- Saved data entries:
-------------------------

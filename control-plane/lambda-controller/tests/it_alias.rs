use lambda_controller::aws::LambdaApi;
use lambda_controller::aws::policy::parse_policy;
use lambda_controller::controller::reconcile::Next;
use lambda_controller::crd::alias::{AddPermissionInput, Alias, AliasSpec};
use lambda_controller::crd::common::{
    AwsResourceReferenceWrapper, Destination, DestinationConfig,
    FunctionEventInvokeConfig, ProvisionedConcurrencyConfig,
};
use lambda_controller::crd::{AckStatus, ConditionType};
use lambda_controller::resources::AliasManager;

mod common;
use common::{Harness, MemorySink, NS, uniq};

fn alias(function: &str, version: &str) -> Alias {
    Alias::new(
        "a1",
        AliasSpec {
            name: "a1".into(),
            function_name: Some(function.to_string()),
            function_version: version.to_string(),
            ..Default::default()
        },
    )
}

fn s3_permission(sid: &str, bucket: &str) -> AddPermissionInput {
    AddPermissionInput {
        statement_id: sid.into(),
        action: "lambda:InvokeFunction".into(),
        principal: "s3.amazonaws.com".into(),
        source_arn: Some(format!("arn:aws:s3:::{bucket}")),
        source_account: Some("111122223333".into()),
        ..Default::default()
    }
}

async fn statements(h: &Harness, function: &str) -> Vec<(String, Option<String>)> {
    match h.lambda.get_policy(function, Some("a1")).await {
        Ok(doc) => parse_policy(&doc)
            .unwrap()
            .into_iter()
            .map(|p| (p.statement_id, p.source_arn))
            .collect(),
        Err(e) if e.is_not_found() => Vec::new(),
        Err(e) => panic!("get policy: {e}"),
    }
}

#[test_log::test(tokio::test)]
async fn alias_permissions_are_replaced_as_a_set() {
    let h = Harness::new();
    let f1 = uniq("f1");
    h.seed_function(&f1).await;
    let sink = MemorySink::new(alias(&f1, "$LATEST"));

    h.settle(&AliasManager, &sink).await.unwrap();
    assert!(sink.is_synced());
    assert!(statements(&h, &f1).await.is_empty());

    sink.edit(|a| {
        a.spec.permissions = Some(vec![
            s3_permission("permission1", "bucket-one"),
            s3_permission("permission2", "bucket-two"),
        ])
    });
    h.settle(&AliasManager, &sink).await.unwrap();
    let sids: Vec<String> = statements(&h, &f1).await.into_iter().map(|s| s.0).collect();
    assert_eq!(sids.len(), 2);
    assert!(sids.contains(&"permission1".to_string()));
    assert!(sids.contains(&"permission2".to_string()));

    sink.edit(|a| {
        a.spec.permissions = Some(vec![
            s3_permission("permission2", "bucket-two-updated"),
            s3_permission("permission3", "bucket-three"),
        ])
    });
    h.settle(&AliasManager, &sink).await.unwrap();
    assert!(sink.is_synced());
    let stmts = statements(&h, &f1).await;
    assert_eq!(stmts.len(), 2);
    assert!(!stmts.iter().any(|(sid, _)| sid == "permission1"));
    assert!(stmts.iter().any(|(sid, _)| sid == "permission3"));
    let p2 = stmts.iter().find(|(sid, _)| sid == "permission2").unwrap();
    assert_eq!(p2.1.as_deref(), Some("arn:aws:s3:::bucket-two-updated"));

    // Dropping the list removes every statement the alias owned.
    sink.edit(|a| a.spec.permissions = None);
    h.settle(&AliasManager, &sink).await.unwrap();
    assert!(statements(&h, &f1).await.is_empty());
}

#[test_log::test(tokio::test)]
async fn removing_provisioned_concurrency_deletes_the_config() {
    let h = Harness::new();
    let f1 = uniq("f1");
    h.seed_function(&f1).await;
    let v1 = h.seed_version(&f1).await;
    let mut a = alias(&f1, &v1);
    a.spec.provisioned_concurrency_config = Some(ProvisionedConcurrencyConfig {
        provisioned_concurrent_executions: Some(2),
    });
    let sink = MemorySink::new(a);

    h.settle(&AliasManager, &sink).await.unwrap();
    assert!(sink.is_synced());
    let pc = h
        .lambda
        .get_provisioned_concurrency_config(&f1, "a1")
        .await
        .unwrap();
    assert_eq!(pc.requested, 2);

    sink.edit(|a| a.spec.provisioned_concurrency_config = None);
    h.settle(&AliasManager, &sink).await.unwrap();
    assert!(sink.is_synced());
    let err = h
        .lambda
        .get_provisioned_concurrency_config(&f1, "a1")
        .await
        .unwrap_err();
    assert!(err.is_not_found());
}

#[test_log::test(tokio::test)]
async fn event_invoke_config_follows_the_alias_spec() {
    let h = Harness::new();
    let f1 = uniq("f1");
    h.seed_function(&f1).await;
    let mut a = alias(&f1, "$LATEST");
    a.spec.function_event_invoke_config = Some(FunctionEventInvokeConfig {
        maximum_retry_attempts: Some(1),
        destination_config: Some(DestinationConfig {
            on_failure: Some(Destination {
                destination: Some("arn:aws:sqs:us-west-2:111122223333:dlq".into()),
            }),
            on_success: None,
        }),
        ..Default::default()
    });
    let sink = MemorySink::new(a);

    h.settle(&AliasManager, &sink).await.unwrap();
    let cfg = h
        .lambda
        .get_function_event_invoke_config(&f1, Some("a1"))
        .await
        .unwrap();
    assert_eq!(cfg.maximum_retry_attempts, Some(1));

    sink.edit(|a| a.spec.function_event_invoke_config = None);
    h.settle(&AliasManager, &sink).await.unwrap();
    assert!(
        h.lambda
            .get_function_event_invoke_config(&f1, Some("a1"))
            .await
            .unwrap_err()
            .is_not_found()
    );
}

#[test_log::test(tokio::test)]
async fn version_and_description_changes_update_the_alias() {
    let h = Harness::new();
    let f1 = uniq("f1");
    h.seed_function(&f1).await;
    let v1 = h.seed_version(&f1).await;
    let sink = MemorySink::new(alias(&f1, "$LATEST"));
    h.settle(&AliasManager, &sink).await.unwrap();

    sink.edit(|a| {
        a.spec.function_version = v1.clone();
        a.spec.description = Some("stable".into());
    });
    h.lambda.clear_calls().await;
    h.settle(&AliasManager, &sink).await.unwrap();
    assert_eq!(h.lambda.mutation_calls().await, vec!["UpdateAlias"]);
    let got = h.lambda.get_alias(&f1, "a1").await.unwrap();
    assert_eq!(got.function_version, v1);
    assert_eq!(got.description.as_deref(), Some("stable"));
    assert_eq!(sink.status().revision_id, got.revision_id);
}

#[test_log::test(tokio::test)]
async fn unsynced_function_reference_blocks_the_alias() {
    let h = Harness::new();
    let f1 = uniq("f1");
    h.seed_function(&f1).await;
    let mut a = alias(&f1, "$LATEST");
    a.spec.function_name = None;
    a.spec.function_ref = Some(AwsResourceReferenceWrapper::named("f1-cr"));
    let sink = MemorySink::new(a);

    let next = h.reconcile(&AliasManager, &sink).await.unwrap();
    assert_eq!(next, Next::After(h.engine.cfg.timing.reference_requeue()));
    assert!(
        sink.condition_message(ConditionType::ReferencesResolved)
            .unwrap()
            .contains("does not exist")
    );

    h.refs.put_synced_function(NS, "f1-cr", &f1);
    h.settle(&AliasManager, &sink).await.unwrap();
    assert!(sink.is_synced());
    assert!(
        sink.status()
            .ack()
            .is_condition_true(ConditionType::ReferencesResolved)
    );
}

#[test_log::test(tokio::test)]
async fn deleting_the_alias_removes_it() {
    let h = Harness::new();
    let f1 = uniq("f1");
    h.seed_function(&f1).await;
    let sink = MemorySink::new(alias(&f1, "$LATEST"));
    h.settle(&AliasManager, &sink).await.unwrap();

    h.delete(&AliasManager, &sink).await.unwrap();
    assert!(h.lambda.get_alias(&f1, "a1").await.unwrap_err().is_not_found());
}

#[test_log::test(tokio::test)]
async fn invalid_routing_weights_are_terminal() {
    let h = Harness::new();
    let f1 = uniq("f1");
    h.seed_function(&f1).await;
    let v1 = h.seed_version(&f1).await;
    let mut a = alias(&f1, "$LATEST");
    a.spec.routing_config = Some(
        lambda_controller::crd::alias::AliasRoutingConfiguration {
            additional_version_weights: [(v1, 1.5)].into(),
        },
    );
    let sink = MemorySink::new(a);

    assert_eq!(
        h.reconcile(&AliasManager, &sink).await.unwrap(),
        Next::AwaitChange
    );
    assert!(sink.is_terminal());
    assert!(h.lambda.mutation_calls().await.iter().all(|c| c != "CreateAlias"));
}

#[test_log::test(tokio::test)]
async fn account_root_principal_settles_without_churn() {
    let h = Harness::new();
    let f1 = uniq("f1");
    h.seed_function(&f1).await;
    let mut a = alias(&f1, "$LATEST");
    a.spec.permissions = Some(vec![AddPermissionInput {
        statement_id: "cross-account".into(),
        action: "lambda:InvokeFunction".into(),
        principal: "arn:aws:iam::444455556666:root".into(),
        ..Default::default()
    }]);
    let sink = MemorySink::new(a);

    h.settle(&AliasManager, &sink).await.unwrap();
    assert!(sink.is_synced());
    assert_eq!(statements(&h, &f1).await.len(), 1);

    h.lambda.clear_calls().await;
    h.reconcile(&AliasManager, &sink).await.unwrap();
    assert!(sink.is_synced());
    assert!(h.lambda.mutation_calls().await.is_empty());
}
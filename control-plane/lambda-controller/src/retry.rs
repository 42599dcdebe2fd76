//! Retry and wait utilities with exponential backoff and jitter.
//!
//! Every AWS call goes through [`retry_with_backoff`] so throttling and
//! service hiccups are absorbed before they reach the reconciler. Waiting for
//! AWS to converge (a function leaving `Pending`, a deleted mapping
//! disappearing) goes through [`poll_until`], which is always bounded.

use std::collections::HashMap;
use std::future::Future;
use std::sync::{Arc, Mutex};
use std::time::Duration;

use rand::Rng;
use tokio_util::sync::CancellationToken;
use tracing::{debug, error, warn};

/// Configuration for operations that may fail transiently.
#[derive(Clone, Debug)]
pub struct RetryConfig {
    /// Maximum number of attempts (0 = infinite)
    pub max_attempts: u32,
    /// Initial delay between retries
    pub initial_delay: Duration,
    /// Maximum delay between retries
    pub max_delay: Duration,
    /// Multiplier for exponential backoff
    pub backoff_multiplier: f64,
}

impl Default for RetryConfig {
    fn default() -> Self {
        Self {
            max_attempts: 3,
            initial_delay: Duration::from_millis(100),
            max_delay: Duration::from_secs(30),
            backoff_multiplier: 2.0,
        }
    }
}

impl RetryConfig {
    pub fn with_max_attempts(attempts: u32) -> Self {
        Self {
            max_attempts: attempts,
            ..Default::default()
        }
    }

    /// Delay for the given 1-based attempt, capped and jittered (0.5x..1.5x).
    pub fn delay_for(&self, attempt: u32) -> Duration {
        let exp = self
            .backoff_multiplier
            .powi(attempt.saturating_sub(1).min(32) as i32);
        let base = (self.initial_delay.as_secs_f64() * exp)
            .min(self.max_delay.as_secs_f64());
        let jitter = rand::rng().random_range(0.5..1.5);
        Duration::from_secs_f64(base * jitter)
    }
}

/// Execute an async operation, retrying only the failures `retryable` accepts.
///
/// Non-retryable errors are returned immediately; retryable ones are retried
/// with exponential backoff until `max_attempts` is exhausted.
pub async fn retry_with_backoff<F, Fut, T, E, P>(
    config: &RetryConfig,
    operation_name: &str,
    retryable: P,
    mut operation: F,
) -> Result<T, E>
where
    F: FnMut() -> Fut,
    Fut: Future<Output = Result<T, E>>,
    E: std::fmt::Display,
    P: Fn(&E) -> bool,
{
    let mut attempt = 0u32;

    loop {
        attempt += 1;

        match operation().await {
            Ok(result) => return Ok(result),
            Err(e) if !retryable(&e) => return Err(e),
            Err(e) => {
                if config.max_attempts > 0 && attempt >= config.max_attempts {
                    error!(
                        operation = %operation_name,
                        attempt = attempt,
                        error = %e,
                        "Operation failed after max retries"
                    );
                    return Err(e);
                }

                let delay = config.delay_for(attempt);
                warn!(
                    operation = %operation_name,
                    attempt = attempt,
                    error = %e,
                    delay_ms = delay.as_millis(),
                    "Operation failed, retrying"
                );
                tokio::time::sleep(delay).await;
            }
        }
    }
}

/// Bounds for a [`poll_until`] wait.
#[derive(Clone, Debug)]
pub struct PollConfig {
    pub interval: Duration,
    pub max_wait: Duration,
}

#[derive(Debug, PartialEq, Eq)]
pub enum PollError<E> {
    /// The predicate never held within `max_wait`.
    TimedOut { waited: Duration },
    /// The wait was aborted through its cancellation token.
    Cancelled,
    /// The check itself failed.
    Check(E),
}

/// Repeatedly run `check` until `done` accepts its output.
///
/// With `cancel = None` the wait cannot be interrupted; only `max_wait`
/// ends it early. Deletion confirmation relies on this.
pub async fn poll_until<F, Fut, T, E, D>(
    config: &PollConfig,
    operation_name: &str,
    cancel: Option<&CancellationToken>,
    mut check: F,
    done: D,
) -> Result<T, PollError<E>>
where
    F: FnMut() -> Fut,
    Fut: Future<Output = Result<T, E>>,
    D: Fn(&T) -> bool,
{
    let started = tokio::time::Instant::now();
    loop {
        let value = check().await.map_err(PollError::Check)?;
        if done(&value) {
            return Ok(value);
        }
        let waited = started.elapsed();
        if waited >= config.max_wait {
            warn!(operation = %operation_name, waited_ms = waited.as_millis(), "wait timed out");
            return Err(PollError::TimedOut { waited });
        }
        let nap = config.interval.min(config.max_wait - waited);
        debug!(operation = %operation_name, nap_ms = nap.as_millis(), "condition not met; polling again");
        match cancel {
            Some(token) => {
                tokio::select! {
                    _ = token.cancelled() => return Err(PollError::Cancelled),
                    _ = tokio::time::sleep(nap) => {}
                }
            }
            None => tokio::time::sleep(nap).await,
        }
    }
}

/// Per-object exponential backoff used by the controller's error policy.
#[derive(Clone)]
pub struct RequeueBackoff {
    config: RetryConfig,
    failures: Arc<Mutex<HashMap<String, u32>>>,
}

impl RequeueBackoff {
    pub fn new(initial: Duration, max: Duration) -> Self {
        Self {
            config: RetryConfig {
                max_attempts: 0,
                initial_delay: initial,
                max_delay: max,
                backoff_multiplier: 2.0,
            },
            failures: Arc::new(Mutex::new(HashMap::new())),
        }
    }

    /// Record one more failure for `key` and return how long to wait.
    pub fn next_delay(&self, key: &str) -> Duration {
        let mut w = self.failures.lock().unwrap_or_else(|e| e.into_inner());
        let n = w.entry(key.to_string()).or_insert(0);
        *n = n.saturating_add(1);
        self.config.delay_for(*n)
    }

    pub fn reset(&self, key: &str) {
        let mut w = self.failures.lock().unwrap_or_else(|e| e.into_inner());
        w.remove(key);
    }

    pub fn failures(&self, key: &str) -> u32 {
        let r = self.failures.lock().unwrap_or_else(|e| e.into_inner());
        r.get(key).copied().unwrap_or(0)
    }
}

-------------------------

- Exercise: The expected result is every line above containing the string "Mutex".

- Solution to this exercise:
use std::sync::{Arc, Mutex};
    failures: Arc<Mutex<HashMap<String, u32>>>,
            failures: Arc::new(Mutex::new(HashMap::new())),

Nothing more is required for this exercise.